Virtual worlds and virtual reality make us dream about telepresence and the death of distance. Some even suggest the concept of citizenship may change as we’ll be citizens of nation-states and of virtual worlds. But then again, we should consider also the reality out there: technology is a crucial element in the power struggle between nation-states and between states and groups (or networks).
Colin Lewis on RobotEnomics tells us about a report by James Kadtke and Linton Wells II about Policy Challenges of Accelerating Technological Change: Security Policy and Strategy Implications of Parallel Scientific Revolutions. Consider the advances in robotics and artificial intelligence. It becomes conceivable that swarms of drones operate without human intervention while they try to achieve objectives such as securing territory or destroying enemy forces.
The technology required and the cost for building these systems become more achievable for others than the US military – authoritarian regimes and terrorist groups will probably try to build their own robot warriors.

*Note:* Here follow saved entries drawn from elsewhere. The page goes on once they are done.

//! Scroll-trigger geometry
//!
//! An [`Edge`] names a point on the trigger element and a point on the
//! viewport; the trigger boundary is the scroll offset at which the two line
//! up. Edges parse from the strings the site was authored with:
//!
//! ```
//! use vitrine_animation::Edge;
//! use vitrine_core::Rect;
//!
//! let edge: Edge = "top 80%".parse().unwrap();
//! let section = Rect::new(0.0, 2000.0, 1200.0, 600.0);
//!
//! // The section's top reaches 80% down a 1000px viewport at scroll 1200
//! assert_eq!(edge.scroll_offset(section, 1000.0), 1200.0);
//! ```
//!
//! Boundaries are recomputed from the element's current rect on every call,
//! so a trigger that resizes is tracked without any cache to invalidate.

use std::fmt;
use std::str::FromStr;

use smallvec::SmallVec;
use vitrine_core::{Rect, Viewport};

use crate::error::{AnimationError, Result};

// ============================================================================
// Edges
// ============================================================================

/// A position along an element or the viewport
#[derive(Clone, Copy, Debug, PartialEq)]
pub enum Offset {
    /// Fraction of the extent, 0 = top, 1 = bottom
    Fraction(f32),
    /// Absolute pixels from the top
    Pixels(f32),
}

impl Offset {
    pub fn resolve(&self, extent: f32) -> f32 {
        match self {
            Offset::Fraction(f) => f * extent,
            Offset::Pixels(px) => *px,
        }
    }

    fn parse(token: &str) -> Option<Offset> {
        match token {
            "top" => return Some(Offset::Fraction(0.0)),
            "center" => return Some(Offset::Fraction(0.5)),
            "bottom" => return Some(Offset::Fraction(1.0)),
            _ => {}
        }
        if let Some(pct) = token.strip_suffix('%') {
            return pct.parse::<f32>().ok().map(|p| Offset::Fraction(p / 100.0));
        }
        token
            .strip_suffix("px")
            .unwrap_or(token)
            .parse::<f32>()
            .ok()
            .map(Offset::Pixels)
    }
}

impl fmt::Display for Offset {
    fn fmt(&self, f: &mut fmt::Formatter<'_>) -> fmt::Result {
        match self {
            Offset::Fraction(v) if *v == 0.0 => write!(f, "top"),
            Offset::Fraction(v) if *v == 0.5 => write!(f, "center"),
            Offset::Fraction(v) if *v == 1.0 => write!(f, "bottom"),
            Offset::Fraction(v) => write!(f, "{}%", v * 100.0),
            Offset::Pixels(px) => write!(f, "{px}px"),
        }
    }
}

/// Alignment of a point on the element with a point on the viewport
#[derive(Clone, Copy, Debug, PartialEq)]
pub struct Edge {
    pub element: Offset,
    pub viewport: Offset,
}

impl Edge {
    /// Element top at viewport top
    pub const TOP_TOP: Edge = Edge::fractions(0.0, 0.0);
    /// Element top at viewport bottom (first pixel scrolls into view)
    pub const TOP_BOTTOM: Edge = Edge::fractions(0.0, 1.0);
    /// Element bottom at viewport top (last pixel scrolls out of view)
    pub const BOTTOM_TOP: Edge = Edge::fractions(1.0, 0.0);

    pub const fn fractions(element: f32, viewport: f32) -> Self {
        Self {
            element: Offset::Fraction(element),
            viewport: Offset::Fraction(viewport),
        }
    }

    /// Element top at `percent` down the viewport (`"top 80%"`)
    pub fn top_at(percent: f32) -> Self {
        Self::fractions(0.0, percent / 100.0)
    }

    /// Scroll offset at which this edge is reached
    pub fn scroll_offset(&self, rect: Rect, viewport_height: f32) -> f32 {
        rect.y + self.element.resolve(rect.height) - self.viewport.resolve(viewport_height)
    }
}

impl FromStr for Edge {
    type Err = AnimationError;

    fn from_str(s: &str) -> Result<Self> {
        let mut tokens = s.split_whitespace();
        let (Some(element), Some(viewport), None) = (tokens.next(), tokens.next(), tokens.next())
        else {
            return Err(AnimationError::InvalidEdge(s.to_string()));
        };
        match (Offset::parse(element), Offset::parse(viewport)) {
            (Some(element), Some(viewport)) => Ok(Edge { element, viewport }),
            _ => Err(AnimationError::InvalidEdge(s.to_string())),
        }
    }
}

impl fmt::Display for Edge {
    fn fmt(&self, f: &mut fmt::Formatter<'_>) -> fmt::Result {
        write!(f, "{} {}", self.element, self.viewport)
    }
}

// ============================================================================
// Ranges
// ============================================================================

/// Resolved pixel boundaries of a scroll range
#[derive(Clone, Copy, Debug, PartialEq)]
pub struct Span {
    pub start: f32,
    pub end: f32,
}

impl Span {
    /// Progress through the span, clamped to [0, 1]
    ///
    /// A degenerate span (end at or before start) acts as a step at `start`.
    pub fn progress(&self, scroll_y: f32) -> f32 {
        if self.end <= self.start {
            return if scroll_y >= self.start { 1.0 } else { 0.0 };
        }
        ((scroll_y - self.start) / (self.end - self.start)).clamp(0.0, 1.0)
    }
}

/// Start and end edges of a scroll-linked range
#[derive(Clone, Copy, Debug, PartialEq)]
pub struct ScrollRange {
    pub start: Edge,
    pub end: Edge,
}

impl ScrollRange {
    pub fn new(start: Edge, end: Edge) -> Self {
        Self { start, end }
    }

    /// From `start` until the element's bottom leaves through the viewport top
    pub fn from_start(start: Edge) -> Self {
        Self::new(start, Edge::BOTTOM_TOP)
    }

    /// Parse both edges, e.g. `ScrollRange::parse("top top", "bottom top")`
    pub fn parse(start: &str, end: &str) -> Result<Self> {
        Ok(Self::new(start.parse()?, end.parse()?))
    }

    pub fn resolve(&self, rect: Rect, viewport_height: f32) -> Span {
        Span {
            start: self.start.scroll_offset(rect, viewport_height),
            end: self.end.scroll_offset(rect, viewport_height),
        }
    }

    pub fn progress(&self, rect: Rect, viewport: &Viewport) -> f32 {
        self.resolve(rect, viewport.height).progress(viewport.scroll_y)
    }
}

// ============================================================================
// Toggle actions
// ============================================================================

/// Boundary crossings reported by a [`ScrollTrigger`]
#[derive(Clone, Copy, Debug, PartialEq, Eq)]
pub enum TriggerEvent {
    /// Scrolling down past the start
    Enter,
    /// Scrolling down past the end
    Leave,
    /// Scrolling up past the end
    EnterBack,
    /// Scrolling up past the start
    LeaveBack,
}

/// What an animation does when its trigger reports an event
#[derive(Clone, Copy, Debug, Default, PartialEq, Eq)]
pub enum ToggleAction {
    #[default]
    None,
    Play,
    Reverse,
    Restart,
    Complete,
}

impl FromStr for ToggleAction {
    type Err = AnimationError;

    fn from_str(s: &str) -> Result<Self> {
        match s {
            "none" => Ok(ToggleAction::None),
            "play" => Ok(ToggleAction::Play),
            "reverse" => Ok(ToggleAction::Reverse),
            "restart" => Ok(ToggleAction::Restart),
            "complete" => Ok(ToggleAction::Complete),
            other => Err(AnimationError::InvalidToggleActions(other.to_string())),
        }
    }
}

/// Actions for enter, leave, enter-back, and leave-back, in that order
#[derive(Clone, Copy, Debug, PartialEq, Eq)]
pub struct ToggleActions {
    pub on_enter: ToggleAction,
    pub on_leave: ToggleAction,
    pub on_enter_back: ToggleAction,
    pub on_leave_back: ToggleAction,
}

impl ToggleActions {
    /// `"play none none none"`: play once, never undo
    pub const PLAY_ONCE: ToggleActions = ToggleActions {
        on_enter: ToggleAction::Play,
        on_leave: ToggleAction::None,
        on_enter_back: ToggleAction::None,
        on_leave_back: ToggleAction::None,
    };

    /// `"play none none reverse"`: undo when scrolled back above the start
    pub const PLAY_REVERSE: ToggleActions = ToggleActions {
        on_enter: ToggleAction::Play,
        on_leave: ToggleAction::None,
        on_enter_back: ToggleAction::None,
        on_leave_back: ToggleAction::Reverse,
    };

    pub fn action_for(&self, event: TriggerEvent) -> ToggleAction {
        match event {
            TriggerEvent::Enter => self.on_enter,
            TriggerEvent::Leave => self.on_leave,
            TriggerEvent::EnterBack => self.on_enter_back,
            TriggerEvent::LeaveBack => self.on_leave_back,
        }
    }
}

impl Default for ToggleActions {
    fn default() -> Self {
        Self::PLAY_ONCE
    }
}

impl FromStr for ToggleActions {
    type Err = AnimationError;

    fn from_str(s: &str) -> Result<Self> {
        let actions = s
            .split_whitespace()
            .map(str::parse::<ToggleAction>)
            .collect::<Result<SmallVec<[ToggleAction; 4]>>>()
            .map_err(|_| AnimationError::InvalidToggleActions(s.to_string()))?;
        match actions.as_slice() {
            &[on_enter, on_leave, on_enter_back, on_leave_back] => Ok(ToggleActions {
                on_enter,
                on_leave,
                on_enter_back,
                on_leave_back,
            }),
            _ => Err(AnimationError::InvalidToggleActions(s.to_string())),
        }
    }
}

// ============================================================================
// Triggers
// ============================================================================

#[derive(Clone, Copy, Debug, PartialEq, Eq)]
enum Region {
    Before,
    Inside,
    After,
}

/// Tracks which side of a scroll range the viewport is on
///
/// Call [`ScrollTrigger::update`] on every scroll and resize; it reports the
/// boundary crossings since the previous call.
#[derive(Clone, Debug)]
pub struct ScrollTrigger {
    range: ScrollRange,
    region: Option<Region>,
}

impl ScrollTrigger {
    pub fn new(range: ScrollRange) -> Self {
        Self {
            range,
            region: None,
        }
    }

    pub fn range(&self) -> ScrollRange {
        self.range
    }

    /// Whether the viewport is currently between start and end
    pub fn is_active(&self) -> bool {
        self.region == Some(Region::Inside)
    }

    /// Forget the last region so the next update reports from scratch
    pub fn reset(&mut self) {
        self.region = None;
    }

    pub fn update(&mut self, rect: Rect, viewport: &Viewport) -> SmallVec<[TriggerEvent; 2]> {
        let span = self.range.resolve(rect, viewport.height);
        let scroll = viewport.scroll_y;
        let region = if scroll < span.start {
            Region::Before
        } else if scroll <= span.end {
            Region::Inside
        } else {
            Region::After
        };

        let mut events = SmallVec::new();
        let previous = self.region.replace(region);
        match (previous, region) {
            (None, Region::Inside) | (Some(Region::Before), Region::Inside) => {
                events.push(TriggerEvent::Enter)
            }
            (None, Region::After) | (Some(Region::Before), Region::After) => {
                events.push(TriggerEvent::Enter);
                events.push(TriggerEvent::Leave);
            }
            (Some(Region::Inside), Region::After) => events.push(TriggerEvent::Leave),
            (Some(Region::Inside), Region::Before) => events.push(TriggerEvent::LeaveBack),
            (Some(Region::After), Region::Inside) => events.push(TriggerEvent::EnterBack),
            (Some(Region::After), Region::Before) => {
                events.push(TriggerEvent::EnterBack);
                events.push(TriggerEvent::LeaveBack);
            }
            _ => {}
        }
        events
    }
}

#[cfg(test)]
mod tests {
    use super::*;

    fn viewport(scroll_y: f32) -> Viewport {
        let mut vp = Viewport::new(1440.0, 1000.0);
        vp.scroll_y = scroll_y;
        vp
    }

    #[test]
    fn test_parse_edges() {
        assert_eq!("top top".parse::<Edge>().unwrap(), Edge::TOP_TOP);
        assert_eq!("bottom top".parse::<Edge>().unwrap(), Edge::BOTTOM_TOP);
        assert_eq!("top 85%".parse::<Edge>().unwrap(), Edge::top_at(85.0));
        assert_eq!(
            "center 100px".parse::<Edge>().unwrap(),
            Edge {
                element: Offset::Fraction(0.5),
                viewport: Offset::Pixels(100.0),
            }
        );
        assert!("top".parse::<Edge>().is_err());
        assert!("top middle".parse::<Edge>().is_err());
        assert!("top top top".parse::<Edge>().is_err());
    }

    #[test]
    fn test_edge_display() {
        assert_eq!(Edge::BOTTOM_TOP.to_string(), "bottom top");
        assert_eq!(Edge::top_at(80.0).to_string(), "top 80%");
    }

    #[test]
    fn test_progress_clamps_and_is_monotonic() {
        let rect = Rect::new(0.0, 1000.0, 1000.0, 800.0);
        let range = ScrollRange::parse("top top", "bottom top").unwrap();
        let span = range.resolve(rect, 1000.0);
        assert_eq!(span, Span { start: 1000.0, end: 1800.0 });

        assert_eq!(range.progress(rect, &viewport(0.0)), 0.0);
        assert_eq!(range.progress(rect, &viewport(1000.0)), 0.0);
        assert_eq!(range.progress(rect, &viewport(1400.0)), 0.5);
        assert_eq!(range.progress(rect, &viewport(1800.0)), 1.0);
        assert_eq!(range.progress(rect, &viewport(5000.0)), 1.0);

        let mut last = 0.0;
        for y in (900..1900).step_by(7) {
            let p = span.progress(y as f32);
            assert!(p >= last);
            last = p;
        }
    }

    #[test]
    fn test_resized_element_moves_boundaries() {
        let range = ScrollRange::from_start(Edge::TOP_TOP);
        let before = range.resolve(Rect::new(0.0, 0.0, 100.0, 900.0), 800.0);
        let after = range.resolve(Rect::new(0.0, 0.0, 100.0, 600.0), 800.0);
        assert_eq!(before.end, 900.0);
        assert_eq!(after.end, 600.0);
    }

    #[test]
    fn test_degenerate_span_steps() {
        let span = Span { start: 500.0, end: 500.0 };
        assert_eq!(span.progress(499.0), 0.0);
        assert_eq!(span.progress(500.0), 1.0);
    }

    #[test]
    fn test_toggle_actions_parse() {
        let actions: ToggleActions = "play none none reverse".parse().unwrap();
        assert_eq!(actions, ToggleActions::PLAY_REVERSE);
        assert_eq!(actions.action_for(TriggerEvent::LeaveBack), ToggleAction::Reverse);
        assert!("play none".parse::<ToggleActions>().is_err());
        assert!("play none none rewind".parse::<ToggleActions>().is_err());
    }

    #[test]
    fn test_trigger_events() {
        let rect = Rect::new(0.0, 2000.0, 1000.0, 500.0);
        // start 1200, end 2500
        let mut trigger = ScrollTrigger::new(ScrollRange::from_start(Edge::top_at(80.0)));

        assert!(trigger.update(rect, &viewport(0.0)).is_empty());
        assert_eq!(trigger.update(rect, &viewport(1300.0)).as_slice(), &[TriggerEvent::Enter]);
        assert!(trigger.is_active());
        assert!(trigger.update(rect, &viewport(1400.0)).is_empty());
        assert_eq!(trigger.update(rect, &viewport(3000.0)).as_slice(), &[TriggerEvent::Leave]);
        assert_eq!(
            trigger.update(rect, &viewport(2000.0)).as_slice(),
            &[TriggerEvent::EnterBack]
        );
        assert_eq!(
            trigger.update(rect, &viewport(0.0)).as_slice(),
            &[TriggerEvent::LeaveBack]
        );
    }

    #[test]
    fn test_first_update_past_range() {
        let rect = Rect::new(0.0, 0.0, 1000.0, 500.0);
        let mut trigger = ScrollTrigger::new(ScrollRange::from_start(Edge::top_at(80.0)));
        assert_eq!(
            trigger.update(rect, &viewport(2000.0)).as_slice(),
            &[TriggerEvent::Enter, TriggerEvent::Leave]
        );
    }
}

The same worries exist about biohacking for instance – another technology becoming more affordable and the knowledge is spreading around fast. DIY-groups act responsibly, but then again, there is no guarantee that all groups will have noble intentions, which is rather inconvenient as the technological possibilities of individuals and groups will only increase. Add to this similar concerns about nanotechnology and about the combinations of all these technological breakthroughs.